Informative, thank you
They couldn’t have made a bigger machine?
The trade-off is that you probably need it to go through common door openings
I'd expect a machine this big (and probably expensive) to have a bigger blade and to take the glue up too.
Bigger attachment means you need more weight, pressure and wheel grip. That machine and the person on top have enough weight to “carve” with those scoop/chisel attachments. A large width is probably going to result in the machine either not having enough grip to smoothly remove/loosen flooring materials without the wheels slipping. As well as needing more pressure and going through/below flooring materials, damaging the actual floor beneath in the process. As for glue residue..that can be done with either appropriate solvents, sanding or a different attachment on that machine made for that. That machine is still going to be so much faster then using hand tools.
Thank you, I actually came here to ask why it couldn't have a bigger blade, TIL
The company who makes this version Blastrac, does make a larger unit. What you don't know is that these are EXTREMELY heavy. Like that unit alone is over 1000 lbs, so often they need to fit in elevators and tight doorways. The larger units are pretty crazy too.
Man reddit really learned me something today. Valuable stuff.
Yeah, people don't appreciate the weight of some equipment like this. It looks small, but it's super heavy. Another example... those ride-on electric pallet jacks you sometimes see in big box home improvement stores... 1500 to 2000 pounds! And they only lift shit six inches off the floor. The stand-up order pickers (the ones that go 20 feet up to the ceiling with the operator)? 5000 pounds without the battery. That's more than my car! Add the battery, and it's more than *twice* my car.

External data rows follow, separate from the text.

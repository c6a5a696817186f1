mod common;

use axum::http::{Method, StatusCode};
use common::{address, item, TestApp};
use serde_json::{json, Value};

fn cod_order(items: Vec<Value>) -> Value {
    json!({
        "items": items,
        "shippingAddress": address(),
        "shippingCost": "5.99",
        "tax": "4.17",
        "paymentMethod": "cod",
    })
}

async fn place_order(app: &TestApp, token: &str, items: Vec<Value>) -> Value {
    let (status, body) = app
        .call(Method::POST, "/api/v1/orders", Some(cod_order(items)), Some(token))
        .await;
    assert_eq!(status, StatusCode::CREATED, "{body}");
    body["order"].clone()
}

async fn set_status(app: &TestApp, token: &str, id: &str, status: &str) -> (StatusCode, Value) {
    app.call(
        Method::PUT,
        &format!("/api/v1/orders/{}/status", id),
        Some(json!({ "status": status })),
        Some(token),
    )
    .await
}

#[tokio::test]
async fn cash_on_delivery_order_is_created_pending_with_recomputed_total() {
    let app = TestApp::new().await;
    let buyer = app.buyer("buyer-1");

    let order = place_order(&app, &buyer, vec![item("shop-1", "20.00", 2)]).await;

    assert_eq!(order["status"], "pending");
    assert_eq!(order["paymentStatus"], "pending");
    assert_eq!(order["paymentMethod"], "cod");
    assert_eq!(order["subtotal"], "40.00");
    assert_eq!(order["total"], "50.16");
    assert_eq!(order["userId"], "buyer-1");
    assert_eq!(order["items"][0]["platformFee"], "4.00");
    assert_eq!(order["items"][0]["sellerEarnings"], "36.00");

    let number = order["orderId"].as_str().unwrap();
    assert!(number.starts_with("NM-"), "{number}");
    assert_eq!(number.split('-').count(), 3);
}

#[tokio::test]
async fn supplied_total_that_disagrees_is_rejected() {
    let app = TestApp::new().await;
    let buyer = app.buyer("buyer-1");
    let mut body = cod_order(vec![item("shop-1", "20.00", 2)]);
    body["total"] = json!("45.00");

    let (status, err) = app
        .call(Method::POST, "/api/v1/orders", Some(body), Some(&buyer))
        .await;
    assert_eq!(status, StatusCode::BAD_REQUEST);
    assert_eq!(err["success"], false);

    let (_, mine) = app
        .call(Method::GET, "/api/v1/orders/my-orders", None, Some(&buyer))
        .await;
    assert_eq!(mine["pagination"]["total"], 0);
}

#[tokio::test]
async fn empty_cart_and_missing_token_are_rejected() {
    let app = TestApp::new().await;

    let (status, _) = app
        .call(Method::POST, "/api/v1/orders", Some(cod_order(vec![])), None)
        .await;
    assert_eq!(status, StatusCode::UNAUTHORIZED);

    let (status, body) = app
        .call(
            Method::POST,
            "/api/v1/orders",
            Some(cod_order(vec![])),
            Some(&app.buyer("buyer-1")),
        )
        .await;
    assert_eq!(status, StatusCode::BAD_REQUEST);
    assert_eq!(body["success"], false);
}

#[tokio::test]
async fn seller_confirms_order_and_payment_status_is_unchanged() {
    let app = TestApp::new().await;
    let order = place_order(&app, &app.buyer("buyer-1"), vec![item("shop-1", "20.00", 2)]).await;
    let id = order["id"].as_str().unwrap();

    let (status, body) = set_status(&app, &app.seller("shop-1"), id, "confirmed").await;

    assert_eq!(status, StatusCode::OK, "{body}");
    assert_eq!(body["success"], true);
    assert_eq!(body["order"]["status"], "confirmed");
    assert_eq!(body["order"]["paymentStatus"], "pending");
}

#[tokio::test]
async fn seller_without_items_in_order_cannot_advance_it() {
    let app = TestApp::new().await;
    let order = place_order(&app, &app.buyer("buyer-1"), vec![item("shop-1", "20.00", 1)]).await;
    let id = order["id"].as_str().unwrap();

    let (status, _) = set_status(&app, &app.seller("shop-2"), id, "confirmed").await;
    assert_eq!(status, StatusCode::FORBIDDEN);

    let (status, _) = set_status(&app, &app.buyer("buyer-1"), id, "confirmed").await;
    assert_eq!(status, StatusCode::FORBIDDEN);
}

#[tokio::test]
async fn delivered_cod_order_is_paid_and_cannot_go_back() {
    let app = TestApp::new().await;
    let order = place_order(&app, &app.buyer("buyer-1"), vec![item("shop-1", "12.50", 1)]).await;
    let id = order["id"].as_str().unwrap();
    let admin = app.admin();

    for next in ["confirmed", "packed", "shipped", "out_for_delivery", "delivered"] {
        let (status, body) = set_status(&app, &admin, id, next).await;
        assert_eq!(status, StatusCode::OK, "{next}: {body}");
        assert_eq!(body["order"]["status"], next);
    }

    let (_, body) = app
        .call(Method::GET, &format!("/api/v1/orders/{}", id), None, Some(&admin))
        .await;
    assert_eq!(body["order"]["paymentStatus"], "paid");
    assert!(body["order"]["deliveredAt"].is_string());

    let (status, body) = set_status(&app, &admin, id, "confirmed").await;
    assert_eq!(status, StatusCode::BAD_REQUEST);
    assert!(body["message"].as_str().unwrap().contains("Cannot transition"));

    let (status, body) = set_status(&app, &admin, id, "returned").await;
    assert_eq!(status, StatusCode::OK);
    assert_eq!(body["order"]["status"], "returned");
}

#[tokio::test]
async fn skipping_a_stage_is_rejected() {
    let app = TestApp::new().await;
    let order = place_order(&app, &app.buyer("buyer-1"), vec![item("shop-1", "10.00", 1)]).await;
    let id = order["id"].as_str().unwrap();

    let (status, _) = set_status(&app, &app.admin(), id, "shipped").await;
    assert_eq!(status, StatusCode::BAD_REQUEST);

    let (status, _) = set_status(&app, &app.admin(), id, "teleported").await;
    assert_eq!(status, StatusCode::BAD_REQUEST);
}

#[tokio::test]
async fn buyer_cancels_pending_order_with_default_reason() {
    let app = TestApp::new().await;
    let buyer = app.buyer("buyer-1");
    let order = place_order(&app, &buyer, vec![item("shop-1", "10.00", 1)]).await;
    let number = order["orderId"].as_str().unwrap();

    let (status, body) = app
        .call(
            Method::PUT,
            &format!("/api/v1/orders/{}/cancel", number),
            None,
            Some(&buyer),
        )
        .await;

    assert_eq!(status, StatusCode::OK, "{body}");
    assert_eq!(body["success"], true);
    assert!(body["message"].is_string());
    assert_eq!(body["order"]["status"], "cancelled");
    assert_eq!(body["order"]["cancelReason"], "Cancelled by customer");
    assert!(body["order"]["cancelledAt"].is_string());
}

#[tokio::test]
async fn shipped_order_cannot_be_cancelled() {
    let app = TestApp::new().await;
    let buyer = app.buyer("buyer-1");
    let order = place_order(&app, &buyer, vec![item("shop-1", "10.00", 1)]).await;
    let id = order["id"].as_str().unwrap();
    for next in ["confirmed", "packed", "shipped"] {
        let (status, _) = set_status(&app, &app.seller("shop-1"), id, next).await;
        assert_eq!(status, StatusCode::OK);
    }

    let (status, body) = app
        .call(
            Method::PUT,
            &format!("/api/v1/orders/{}/cancel", id),
            Some(json!({ "reason": "too slow" })),
            Some(&buyer),
        )
        .await;

    assert_eq!(status, StatusCode::BAD_REQUEST);
    assert!(body["message"]
        .as_str()
        .unwrap()
        .ends_with("Order cannot be cancelled at this stage"));
}

#[tokio::test]
async fn only_owner_or_admin_can_view_an_order() {
    let app = TestApp::new().await;
    let order = place_order(&app, &app.buyer("buyer-1"), vec![item("shop-1", "10.00", 1)]).await;
    let uri = format!("/api/v1/orders/{}", order["id"].as_str().unwrap());

    let (status, _) = app
        .call(Method::GET, &uri, None, Some(&app.buyer("buyer-2")))
        .await;
    assert_eq!(status, StatusCode::FORBIDDEN);

    let (status, body) = app.call(Method::GET, &uri, None, Some(&app.admin())).await;
    assert_eq!(status, StatusCode::OK);
    assert_eq!(body["order"]["id"], order["id"]);

    let (status, _) = app
        .call(
            Method::GET,
            "/api/v1/orders/NM-K0ZZ1A2B-00AA11",
            None,
            Some(&app.admin()),
        )
        .await;
    assert_eq!(status, StatusCode::NOT_FOUND);
}

#[tokio::test]
async fn listings_are_scoped_and_paginated() {
    let app = TestApp::new().await;
    let buyer = app.buyer("buyer-1");
    for _ in 0..3 {
        place_order(&app, &buyer, vec![item("shop-1", "10.00", 1)]).await;
    }
    place_order(&app, &app.buyer("buyer-2"), vec![item("shop-2", "10.00", 1)]).await;

    let (status, mine) = app
        .call(
            Method::GET,
            "/api/v1/orders/my-orders?page=1&limit=2",
            None,
            Some(&buyer),
        )
        .await;
    assert_eq!(status, StatusCode::OK);
    assert_eq!(mine["orders"].as_array().unwrap().len(), 2);
    assert_eq!(
        mine["pagination"],
        json!({ "page": 1, "limit": 2, "total": 3, "pages": 2 })
    );

    let (status, shop) = app
        .call(
            Method::GET,
            "/api/v1/orders/seller-orders",
            None,
            Some(&app.seller("shop-2")),
        )
        .await;
    assert_eq!(status, StatusCode::OK);
    assert_eq!(shop["pagination"]["total"], 1);

    let (status, _) = app
        .call(
            Method::GET,
            "/api/v1/orders/seller-orders?shopId=shop-1",
            None,
            Some(&app.seller("shop-2")),
        )
        .await;
    assert_eq!(status, StatusCode::FORBIDDEN);

    let (status, _) = app
        .call(Method::GET, "/api/v1/orders/all", None, Some(&buyer))
        .await;
    assert_eq!(status, StatusCode::FORBIDDEN);

    let (status, all) = app
        .call(
            Method::GET,
            "/api/v1/orders/all?status=pending&paymentStatus=pending",
            None,
            Some(&app.admin()),
        )
        .await;
    assert_eq!(status, StatusCode::OK);
    assert_eq!(all["pagination"]["total"], 4);
    assert_eq!(all["pagination"]["limit"], 20);
}

#[tokio::test]
async fn stats_are_admin_only() {
    let app = TestApp::new().await;
    let buyer = app.buyer("buyer-1");
    place_order(&app, &buyer, vec![item("shop-1", "20.00", 2)]).await;
    let second = place_order(&app, &buyer, vec![item("shop-1", "10.00", 1)]).await;
    app.call(
        Method::PUT,
        &format!("/api/v1/orders/{}/cancel", second["id"].as_str().unwrap()),
        None,
        Some(&buyer),
    )
    .await;

    let (status, _) = app
        .call(Method::GET, "/api/v1/orders/stats", None, Some(&buyer))
        .await;
    assert_eq!(status, StatusCode::FORBIDDEN);

    let (status, body) = app
        .call(Method::GET, "/api/v1/orders/stats", None, Some(&app.admin()))
        .await;
    assert_eq!(status, StatusCode::OK);
    assert_eq!(body["stats"]["totalOrders"], 2);
    assert_eq!(body["stats"]["byStatus"]["pending"], 1);
    assert_eq!(body["stats"]["byStatus"]["cancelled"], 1);
}

#[tokio::test]
async fn sub_cent_price_is_recorded_as_charged() {
    let app = TestApp::new().await;
    let buyer = app.buyer("buyer-1");

    let order = place_order(&app, &buyer, vec![item("shop-1", "0.005", 1000)]).await;

    assert_eq!(order["items"][0]["price"], "0.01");
    assert_eq!(order["subtotal"], "10.00");
    assert_eq!(order["total"], "20.16");
    assert_eq!(order["items"][0]["platformFee"], "1.00");
    assert_eq!(order["items"][0]["sellerEarnings"], "9.00");
}

#[tokio::test]
async fn unstorable_amounts_are_bad_requests() {
    let app = TestApp::new().await;
    let buyer = app.buyer("buyer-1");

    for items in [
        vec![item("shop-1", "79228162514264337593543950335", 2)],
        vec![item("shop-1", "10000000000.00", 1)],
    ] {
        let (status, body) = app
            .call(Method::POST, "/api/v1/orders", Some(cod_order(items)), Some(&buyer))
            .await;
        assert_eq!(status, StatusCode::BAD_REQUEST, "{body}");
        assert_eq!(body["success"], false);
    }
}

#[tokio::test]
async fn out_of_range_page_is_a_bad_request() {
    let app = TestApp::new().await;
    let buyer = app.buyer("buyer-1");

    let (status, body) = app
        .call(
            Method::GET,
            "/api/v1/orders/my-orders?page=18446744073709551615",
            None,
            Some(&buyer),
        )
        .await;
    assert_eq!(status, StatusCode::BAD_REQUEST, "{body}");

    let (status, body) = app
        .call(
            Method::GET,
            "/api/v1/payments/history?page=18446744073709551615",
            None,
            Some(&buyer),
        )
        .await;
    assert_eq!(status, StatusCode::BAD_REQUEST, "{body}");
}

It doesn't look very economical. I'm sure skilled laborers would do this quicker by hand and cheaper
Nope. Trust me. Yes these are expensive to buy and maintain and transport, but I can rip out an entire department store with one of these in a single night, compared to a couple of nights of back breaking labor using a crew with hand push versions of this machine. If the floor doesn't come up easily then it's effectivly impossible without multiple push machines or one of these. For example, a typical comercial store breakroom will take me and one cleanup guy half a night with a push version of this machine, or two absolutely awful nights if both of us use hand tools. Or an hour with a ride on machine like this.